WASHINGTON – The pace of existing home sales plunged a record 8.6 percent in November and prices fell a record amount as layoffs and a stock market crash worsened an already grim housing market, a real estate trade group said Tuesday.
A house sits for sale in North Aurora, Illinois July 24, 2008. [Agencies]
The median home price fell 13.2 percent on an annual basis, down for a fifth straight month to US$181,300. It was the largest drop since the current data series began in 1968 and probably the largest since the Great Depression, Lawrence Yun, the chief economist for the National Association of Realtors, told reporters.
The pace of sales fell to a 4.49-million-unit annual rate.
Economists polled by Reuters were expecting home resales to set a 4.90-million pace. October's figure was revised downwards to 4.91 million, from 4.98 million.
"The quickly deteriorating conditions in the job market, stock market and consumer confidence in October and November have knocked down home sales to another level," Yun said.
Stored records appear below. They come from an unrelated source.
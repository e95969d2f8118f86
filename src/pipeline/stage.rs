//! Write extraction output to object storage.

use chrono::NaiveDate;
use serde::Serialize;
use tracing::info;

use super::extract::TableRows;
use crate::error::Result;
use crate::models::{ExtractionBatch, RunId};
use crate::storage::{paths, ObjectStore, JSONL_CONTENT_TYPE, JSON_CONTENT_TYPE};

/// Where a staged object landed.
#[derive(Debug, Clone, PartialEq, Serialize)]
pub struct StagedObject {
    pub bucket_name: String,
    pub blob_name: String,
    pub uri: String,
    pub run_id: RunId,
    pub count: usize,
}

/// Stage a combined batch as one JSON document.
pub async fn stage_batch(
    store: &dyn ObjectStore,
    batch: &ExtractionBatch,
    run_id: &RunId,
    date: NaiveDate,
) -> Result<StagedObject> {
    let blob_name = paths::batch_document_path(&batch.query, date, run_id);
    let body = serde_json::to_vec(batch)?;
    store.put(&blob_name, body, JSON_CONTENT_TYPE).await?;

    let count = batch.counts().iter().map(|(_, n)| n).sum();
    let uri = store.uri(&blob_name);
    info!("Staged {} rows to {}", count, uri);

    Ok(StagedObject {
        bucket_name: store.bucket().to_string(),
        blob_name,
        uri,
        run_id: run_id.clone(),
        count,
    })
}

/// Stage one table's rows as JSON Lines.
pub async fn stage_table(
    store: &dyn ObjectStore,
    rows: &TableRows,
    run_id: &RunId,
) -> Result<StagedObject> {
    let blob_name = paths::table_extract_path(run_id, rows.table().as_str());
    store
        .put(&blob_name, rows.to_json_lines()?, JSONL_CONTENT_TYPE)
        .await?;

    let uri = store.uri(&blob_name);
    info!("Staged {} {} rows to {}", rows.len(), rows.table().as_str(), uri);

    Ok(StagedObject {
        bucket_name: store.bucket().to_string(),
        blob_name,
        uri,
        run_id: run_id.clone(),
        count: rows.len(),
    })
}

#[cfg(test)]
mod tests {
    use super::*;
    use crate::models::{Video, ExtractTable};
    use crate::storage::LocalObjectStore;
    use tempfile::tempdir;

    #[tokio::test]
    async fn test_stage_batch_layout() {
        let dir = tempdir().unwrap();
        let store = LocalObjectStore::new(dir.path().to_path_buf(), "raw");
        let run_id = RunId::parse("r1").unwrap();
        let mut batch = ExtractionBatch::new("data engineering");
        batch.videos.push(Video {
            video_id: "v1".into(),
            ..Default::default()
        });

        let date = NaiveDate::from_ymd_opt(2025, 2, 3).unwrap();
        let staged = stage_batch(&store, &batch, &run_id, date).await.unwrap();
        assert_eq!(
            staged.blob_name,
            "raw/youtube/query=data engineering/date=20250203/r1/data.json"
        );
        assert_eq!(staged.bucket_name, "raw");
        assert_eq!(staged.count, 1);

        let body = store.get(&staged.blob_name).await.unwrap();
        let back: ExtractionBatch = serde_json::from_slice(&body).unwrap();
        assert_eq!(back.videos[0].video_id, "v1");
    }

    #[tokio::test]
    async fn test_stage_empty_table() {
        let dir = tempdir().unwrap();
        let store = LocalObjectStore::new(dir.path().to_path_buf(), "raw");
        let run_id = RunId::parse("r2").unwrap();

        let staged = stage_table(&store, &TableRows::Comments(Vec::new()), &run_id)
            .await
            .unwrap();
        assert_eq!(staged.blob_name, "extract/run_id=r2/table=comments.jsonl");
        assert_eq!(staged.count, 0);
        assert!(store.get(&staged.blob_name).await.unwrap().is_empty());
        assert_eq!(ExtractTable::Comments.as_str(), "comments");
    }
}
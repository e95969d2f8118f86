//! Bearer tokens for Google Cloud REST APIs.
//!
//! Either a static token (`GCP_ACCESS_TOKEN`, e.g. from
//! `gcloud auth print-access-token`) or the instance metadata server.

use std::time::{Duration, Instant};

use reqwest::Client;
use serde::Deserialize;
use tokio::sync::Mutex;

use crate::error::{PipelineError, Result};

pub const METADATA_TOKEN_URL: &str =
    "http://metadata.google.internal/computeMetadata/v1/instance/service-accounts/default/token";

/// Refresh this long before the metadata token expires.
const EXPIRY_MARGIN: Duration = Duration::from_secs(60);

#[derive(Debug, Clone)]
enum TokenSource {
    Static(String),
    Metadata { url: String },
}

#[derive(Debug, Deserialize)]
struct MetadataToken {
    access_token: String,
    #[serde(default)]
    expires_in: u64,
}

#[derive(Debug, Clone)]
struct CachedToken {
    value: String,
    expires_at: Instant,
}

/// Token provider shared by storage, warehouse and secret clients.
#[derive(Debug)]
pub struct GcpAuth {
    client: Client,
    source: TokenSource,
    cached: Mutex<Option<CachedToken>>,
}

impl GcpAuth {
    /// Static token when given, metadata server otherwise.
    pub fn new(static_token: Option<String>) -> Self {
        match static_token.filter(|t| !t.is_empty()) {
            Some(token) => Self::static_token(token),
            None => Self::metadata(METADATA_TOKEN_URL),
        }
    }

    pub fn static_token(token: impl Into<String>) -> Self {
        Self {
            client: Client::new(),
            source: TokenSource::Static(token.into()),
            cached: Mutex::new(None),
        }
    }

    pub fn metadata(url: impl Into<String>) -> Self {
        Self {
            client: Client::new(),
            source: TokenSource::Metadata { url: url.into() },
            cached: Mutex::new(None),
        }
    }

    /// Current access token, refreshed from the metadata server when stale.
    pub async fn token(&self) -> Result<String> {
        let url = match &self.source {
            TokenSource::Static(token) => return Ok(token.clone()),
            TokenSource::Metadata { url } => url,
        };

        let mut cached = self.cached.lock().await;
        if let Some(ref token) = *cached {
            if Instant::now() < token.expires_at {
                return Ok(token.value.clone());
            }
        }

        let response = self
            .client
            .get(url)
            .header("Metadata-Flavor", "Google")
            .timeout(Duration::from_secs(5))
            .send()
            .await
            .map_err(|e| PipelineError::Auth(format!("Metadata server unreachable: {}", e)))?;

        if !response.status().is_success() {
            return Err(PipelineError::Auth(format!(
                "Metadata server returned HTTP {}",
                response.status()
            )));
        }

        let token: MetadataToken = response
            .json()
            .await
            .map_err(|e| PipelineError::Auth(format!("Invalid metadata token response: {}", e)))?;

        let lifetime = Duration::from_secs(token.expires_in).saturating_sub(EXPIRY_MARGIN);
        *cached = Some(CachedToken {
            value: token.access_token.clone(),
            expires_at: Instant::now() + lifetime,
        });
        tracing::debug!("Refreshed GCP access token (valid {}s)", lifetime.as_secs());
        Ok(token.access_token)
    }
}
"It is, therefore, imperative to provide incentives for homebuyers to get back into the market, Yun said.
Past experience shows when home resales slid after the 1987 and 2001 stock market crashes, they then rebounded after the third month to what had been the trend, he said.
"We hope the home sales impact from the stock market crash turns out to be short-lived, as was the case in 1987 and 2001," Yun said.
The inventory of existing homes for sales rose 0.1 percent to 4.203 million from 4.198 million in October. That translates into 11.2 months of supply, matching the record peak set in April, Yun said.
The housing malaise, which triggered a global financial crisis, has infected other sectors of the broader economy and sent unemployment rates higher.
Analysts says stability in the housing sector is key to any recovery in the US economy, which has been in a recession since late last year.